Scopriamo i segreti del più grande classico natalizio italiano degli ultimi anni (sì, è una pubblicità), chiacchierando con chi l’ha scritto. 

Le canzoni natalizie italiane soffrono visibilmente lo strapotere della tradizione anglosassone: per dare un’idea, Laura Pausini o Mario Biondi le hanno ignorate nei loro fortunati album Laura Xmas o Mario Christmas (la Pausini ha cantato in italiano solo Astro del ciel – che poi è l’austriaca Stille Nacht, più internazionale di Tu scendi dalle stelle). Tra quelle composte in Italia negli ultimi trent’anni ce n’è una di grande popolarità, ma è nata per uno spot, e la cosa le ha portato sia il vantaggio della diffusione a tappeto (che comunque di per sé non è mai garanzia di apprezzamento) sia lo svantaggio di una inevitabile associazione con il marchio reclamizzato, fattore che dissuade i cantanti dall’interpretarla e le radio dal diffonderne le versioni esistenti. In effetti, è difficile anche pubblicare questa intervista senza che qualcuno sospetti la “marchetta” incoraggiata dal brand in oggetto. Nel tentativo di negarla, ricordiamo che anche i dolci natalizi prodotti da Melegatti, Paluani, Motta, Tre Marie, Vergani, Balocco, Maina (e naturalmente quelli di pasticceria) sono prodotti eccellenti… Dopo questa disperata premessa, andiamo a farci raccontare la storia della canzone natalizia che tutti conoscono, e di cui non si sa niente.
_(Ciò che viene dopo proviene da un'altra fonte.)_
//! Core types for the driving simulation
//!
//! Track geometry, sign data, and the event/telemetry records the
//! simulation core emits. Nothing here depends on any front-end.

use std::cmp::Ordering;

use ordered_float::OrderedFloat;
use sorted_vec::SortedVec;

/// Speed limit assumed when no speed sign has been passed yet [km/h]
pub const DEFAULT_SPEED_LIMIT_KMH: f64 = 300.0;

/// Minimum clearance a traffic light keeps to the previous light [m]
pub const MIN_TRIGGER_CLEARANCE: f64 = 100.0;

/// Kind of sign placed along the track
#[derive(Debug, Clone, Copy, PartialEq, Eq, PartialOrd, Ord)]
pub enum SignKind {
    /// Stop sign: requires a full stop before the sign's arc length
    Stop,
    /// Speed limit sign with the limit in km/h (30..=130 in steps of 10)
    SpeedLimit(u16),
    /// Traffic light with its own phase state machine
    TrafficLight,
}

/// Phase of a traffic light
#[derive(Debug, Clone, Copy, PartialEq, Eq)]
pub enum TrafficLightPhase {
    Red,
    /// Red with the change countdown running (triggered by an approaching car)
    RedPending,
    Yellow,
    Green,
}

/// Per-light trigger configuration
#[derive(Debug, Clone, Copy)]
pub struct TrafficLightInfo {
    /// Arc-length offset before the sign at which the countdown starts [m]
    pub trigger_distance: f64,
    /// Range the phase-change countdown is sampled from [ms]
    pub time_range: (f64, f64),
}

impl Default for TrafficLightInfo {
    fn default() -> Self {
        Self {
            trigger_distance: 500.0,
            time_range: (7000.0, 7000.0),
        }
    }
}

/// A sign placed on the track at a given arc length
#[derive(Debug, Clone, Copy)]
pub struct Sign {
    pub kind: SignKind,
    /// Position along the track [m of arc length]
    pub at_length: OrderedFloat<f64>,
    /// Only meaningful for traffic lights
    pub light: TrafficLightInfo,
}

impl Sign {
    pub fn new(kind: SignKind, at_length: f64) -> Self {
        Self {
            kind,
            at_length: OrderedFloat(at_length),
            light: TrafficLightInfo::default(),
        }
    }

    pub fn traffic_light(at_length: f64, info: TrafficLightInfo) -> Self {
        Self {
            kind: SignKind::TrafficLight,
            at_length: OrderedFloat(at_length),
            light: info,
        }
    }

    pub fn speed_limit_kmh(&self) -> Option<f64> {
        match self.kind {
            SignKind::SpeedLimit(kmh) => Some(kmh as f64),
            _ => None,
        }
    }
}

// Signs order by arc length; the kind only breaks ties so that the
// ordering stays total.
impl PartialEq for Sign {
    fn eq(&self, other: &Self) -> bool {
        self.at_length == other.at_length && self.kind == other.kind
    }
}

impl Eq for Sign {}

impl PartialOrd for Sign {
    fn partial_cmp(&self, other: &Self) -> Option<Ordering> {
        Some(self.cmp(other))
    }
}

impl Ord for Sign {
    fn cmp(&self, other: &Self) -> Ordering {
        self.at_length
            .cmp(&other.at_length)
            .then(self.kind.cmp(&other.kind))
    }
}

/// Immutable track geometry fed to a session at start
///
/// Signs are kept in ascending arc-length order. Traffic-light trigger
/// distances are clamped against the previous light so a driver always
/// has runway to react.
#[derive(Debug, Clone)]
pub struct Track {
    signs: SortedVec<Sign>,
    /// Total arc length of the track [m]
    pub length: f64,
    /// Time the driver has to finish the track [s], 0 = unlimited
    pub max_time: f64,
}

impl Track {
    pub fn new(length: f64, mut signs: Vec<Sign>) -> Self {
        signs.sort();
        clamp_trigger_distances(&mut signs);
        Self {
            signs: SortedVec::from_unsorted(signs),
            length,
            max_time: 0.0,
        }
    }

    pub fn signs(&self) -> &[Sign] {
        &self.signs
    }

    /// Sign at the given index, `None` past track end
    pub fn sign(&self, index: usize) -> Option<&Sign> {
        self.signs.get(index)
    }

    /// Indices of all signs matching the predicate, in arc-length order
    pub fn sign_indices(&self, pred: impl Fn(&Sign) -> bool) -> Vec<usize> {
        self.signs
            .iter()
            .enumerate()
            .filter(|(_, s)| pred(s))
            .map(|(i, _)| i)
            .collect()
    }
}

/// Clamp every light's trigger distance so the countdown never starts
/// before the previous light (50 m margin), with a hard floor.
fn clamp_trigger_distances(signs: &mut [Sign]) {
    let mut prev_light_pos = 0.0;
    for sign in signs.iter_mut() {
        if sign.kind != SignKind::TrafficLight {
            continue;
        }
        let at = sign.at_length.into_inner();
        let gap = at - prev_light_pos - 50.0;
        if gap < sign.light.trigger_distance {
            sign.light.trigger_distance = gap;
        }
        if sign.light.trigger_distance < MIN_TRIGGER_CLEARANCE {
            sign.light.trigger_distance = MIN_TRIGGER_CLEARANCE;
        }
        prev_light_pos = at;
    }
}

/// Kind of event raised by a sign observer
#[derive(Debug, Clone, Copy, PartialEq, Eq)]
pub enum TrafficEventKind {
    Speeding,
    StopSign,
    TrafficLight,
    /// Advisory, not a violation: driving below the minimum speed
    TooSlow,
}

impl TrafficEventKind {
    /// Advisories are driver feedback only; violations are part of the
    /// replay-deterministic record.
    pub fn is_violation(&self) -> bool {
        !matches!(self, TrafficEventKind::TooSlow)
    }
}

/// A violation or advisory raised by an observer, consumed exactly once
/// by the logging/audio collaborators.
#[derive(Debug, Clone, Copy, PartialEq)]
pub struct TrafficEvent {
    pub kind: TrafficEventKind,
    /// Session time at which the event fired [s]
    pub time: f64,
    /// Car arc-length position at which the event fired [m]
    pub position: f64,
}

/// A labeled numeric sample for the external telemetry sink
/// (best-effort, unordered-safe, no acknowledgment).
#[derive(Debug, Clone, Copy, PartialEq)]
pub struct TelemetrySample {
    pub name: &'static str,
    pub value: f64,
}

#[cfg(test)]
mod tests {
    use super::*;

    #[test]
    fn signs_sort_by_arc_length() {
        let track = Track::new(
            1000.0,
            vec![
                Sign::new(SignKind::SpeedLimit(50), 600.0),
                Sign::new(SignKind::Stop, 200.0),
                Sign::new(SignKind::SpeedLimit(80), 400.0),
            ],
        );
        let positions: Vec<f64> = track
            .signs()
            .iter()
            .map(|s| s.at_length.into_inner())
            .collect();
        assert_eq!(positions, vec![200.0, 400.0, 600.0]);
    }

    #[test]
    fn trigger_distance_clamped_between_lights() {
        let close = TrafficLightInfo {
            trigger_distance: 500.0,
            time_range: (3000.0, 3000.0),
        };
        let track = Track::new(
            2000.0,
            vec![
                Sign::traffic_light(400.0, close),
                Sign::traffic_light(700.0, close),
            ],
        );
        let lights: Vec<&Sign> = track
            .signs()
            .iter()
            .filter(|s| s.kind == SignKind::TrafficLight)
            .collect();
        // first light: 400 - 0 - 50 = 350 runway
        assert_eq!(lights[0].light.trigger_distance, 350.0);
        // second light: 700 - 400 - 50 = 250 runway
        assert_eq!(lights[1].light.trigger_distance, 250.0);
    }

    #[test]
    fn trigger_distance_floor() {
        let close = TrafficLightInfo {
            trigger_distance: 500.0,
            time_range: (3000.0, 3000.0),
        };
        let track = Track::new(
            1000.0,
            vec![
                Sign::traffic_light(300.0, close),
                Sign::traffic_light(380.0, close),
            ],
        );
        let second = &track.signs()[1];
        assert_eq!(second.light.trigger_distance, MIN_TRIGGER_CLEARANCE);
    }

    #[test]
    fn sign_query_past_track_end_is_none() {
        let track = Track::new(100.0, vec![Sign::new(SignKind::Stop, 50.0)]);
        assert!(track.sign(0).is_some());
        assert!(track.sign(1).is_none());
    }
}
Francesco Vitaloni, può raccontarci i natali di A Natale puoi?

Nel 2005, il cliente mi chiese una composizione per una campagna per cui non esisteva ancora un’idea creativa. Era luglio, e in un caldo memorabile sono entrato in clima natalizio. Mi sono venute due idee – una era più conservativa rispetto agli spot precedenti, che avevano una musica allegra, che comunicava frenesia e gioia…
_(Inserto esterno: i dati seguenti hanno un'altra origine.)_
//! VitalReport - health sensor data analysis
//!
//! A CLI tool that reads a sensor CSV export, computes averages and
//! abnormal-reading counts, and writes a plain-text report.
//!
//! Exit codes:
//!   0 - Success
//!   1 - Any failure (arguments, configuration, or a pipeline stage)

mod analysis;
mod cli;
mod config;
mod error;
mod loader;
mod models;
mod pipeline;
mod report;

use anyhow::{Context, Result};
use cli::Args;
use config::{Config, CONFIG_FILE_NAME};
use tracing::{debug, error, info};
use tracing_subscriber::FmtSubscriber;

fn main() -> Result<()> {
    // Parse command-line arguments
    let args = Args::parse_args();

    // Validate arguments
    if let Err(e) = args.validate() {
        eprintln!("Error: {}", e);
        std::process::exit(1);
    }

    // Handle --init-config early (no logging needed)
    if args.init_config {
        return handle_init_config();
    }

    let mut config = match load_config(&args) {
        Ok(config) => config,
        Err(e) => {
            eprintln!("\n❌ Error: {:#}", e);
            std::process::exit(1);
        }
    };
    config.merge_with_args(&args);

    if let Err(e) = config.validate() {
        eprintln!("Error: {:#}", e);
        std::process::exit(1);
    }

    // Initialize logging
    init_logging(&args, &config);

    info!("VitalReport v{}", env!("CARGO_PKG_VERSION"));
    debug!("Arguments: {:?}", args);
    debug!("Effective config: {:?}", config);

    // Run the analysis
    if let Err(e) = run_analysis(&config) {
        error!("Analysis failed in {} stage: {}", e.stage(), e);
        eprintln!("\n❌ Error during {} stage: {}", e.stage(), e);
        std::process::exit(1);
    }

    Ok(())
}

/// Handle --init-config: generate a default .vitalreport.toml.
fn handle_init_config() -> Result<()> {
    let path = std::path::Path::new(CONFIG_FILE_NAME);

    if path.exists() {
        eprintln!(
            "⚠️  {} already exists. Remove it first or edit it manually.",
            CONFIG_FILE_NAME
        );
        std::process::exit(1);
    }

    let content = Config::default_toml();
    std::fs::write(path, &content)
        .with_context(|| format!("Failed to write {}", CONFIG_FILE_NAME))?;

    println!("✅ Created {} with default settings.", CONFIG_FILE_NAME);
    println!("   Edit it to change the input file, output path, and format.");
    Ok(())
}

/// Initialize logging based on verbosity settings.
fn init_logging(args: &Args, config: &Config) {
    let level = if config.general.verbose && !args.quiet {
        tracing::Level::DEBUG
    } else {
        args.log_level()
    };

    let subscriber = FmtSubscriber::builder()
        .with_max_level(level)
        .with_target(false)
        .with_thread_ids(false)
        .with_file(false)
        .with_line_number(false)
        .compact()
        .finish();

    if let Err(e) = tracing::subscriber::set_global_default(subscriber) {
        eprintln!("Failed to set tracing subscriber: {}", e);
    }
}

/// Run the pipeline and print the outcome.
fn run_analysis(config: &Config) -> Result<(), error::PipelineError> {
    println!("📥 Reading sensor data: {}", config.input.path.display());

    let summary = pipeline::run(config)?;

    if config.output.print {
        println!();
        print!("{}", summary.rendered);
        println!();
    }

    println!("📊 Readings analyzed: {}", summary.total_readings);
    println!(
        "   Avg heart rate: {:.1} bpm | Avg systolic BP: {:.1} mmHg | Avg glucose: {:.1} mg/dL",
        summary.statistics.avg_heart_rate,
        summary.statistics.avg_systolic_bp,
        summary.statistics.avg_glucose
    );
    println!(
        "   High heart rate: {} | High systolic BP: {} | High glucose: {}",
        summary.abnormal.high_heart_rate,
        summary.abnormal.high_blood_pressure,
        summary.abnormal.high_glucose
    );
    println!(
        "Analysis report saved to '{}'",
        summary.output_path.display()
    );

    Ok(())
}

/// Load configuration from file or use defaults.
fn load_config(args: &Args) -> Result<Config> {
    // Try explicit config path
    if let Some(ref config_path) = args.config {
        return Config::load(config_path);
    }

    // Try default location
    match Config::load_default() {
        Ok(Some(config)) => Ok(config),
        Ok(None) => Ok(Config::default()),
        Err(e) => {
            eprintln!("⚠️  Ignoring unreadable {}: {:#}", CONFIG_FILE_NAME, e);
            Ok(Config::default())
        }
    }
}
Immagino stia parlando di Ba-ba-ba-Bauli.

Esatto. L’altra andava in direzione opposta, cercava di rendere l’aspetto emotivo di Natale, un linguaggio facile che rispecchiasse sensazioni interpretabili anche da un target più adulto, quell’attitudine a fare i bilanci dell’anno, ma anche in un certo senso della propria vita. L’avevo composta al piano, parole e musica insieme. Ho chiesto una mano ai miei figli che all’epoca erano piccoli, mia figlia mi ha aiutato a capire come rendesse il cantato. Avevo in mente una ballad in stile inglese, sono un grande amante dei Genesis ma soprattutto dei Beatles e nella versione originale c’era qualche passaggio armonico che poteva tradire questa ispirazione, mentre poi con le parole ha preso cadenze più italiane.

Ma è stata concepita per durare 30 secondi?

Inizialmente sì. Il piccolo miracolo è stato trovare il modo di darle un’introduzione, poi un crescendo e infine una chiusura in un tempo brevissimo, ma senza rivelare la velocità con cui si avvicendavano. Da qualche anno siamo più fortunati, con i video per il web abbiamo più tempo per sviluppare la musica, però in Italia la tv detta ancora legge e bisogna pensare con quella tempistica in testa. Con gli spot da 15 secondi, che poi sono quelli che le aziende prediligono, è ancora più difficile.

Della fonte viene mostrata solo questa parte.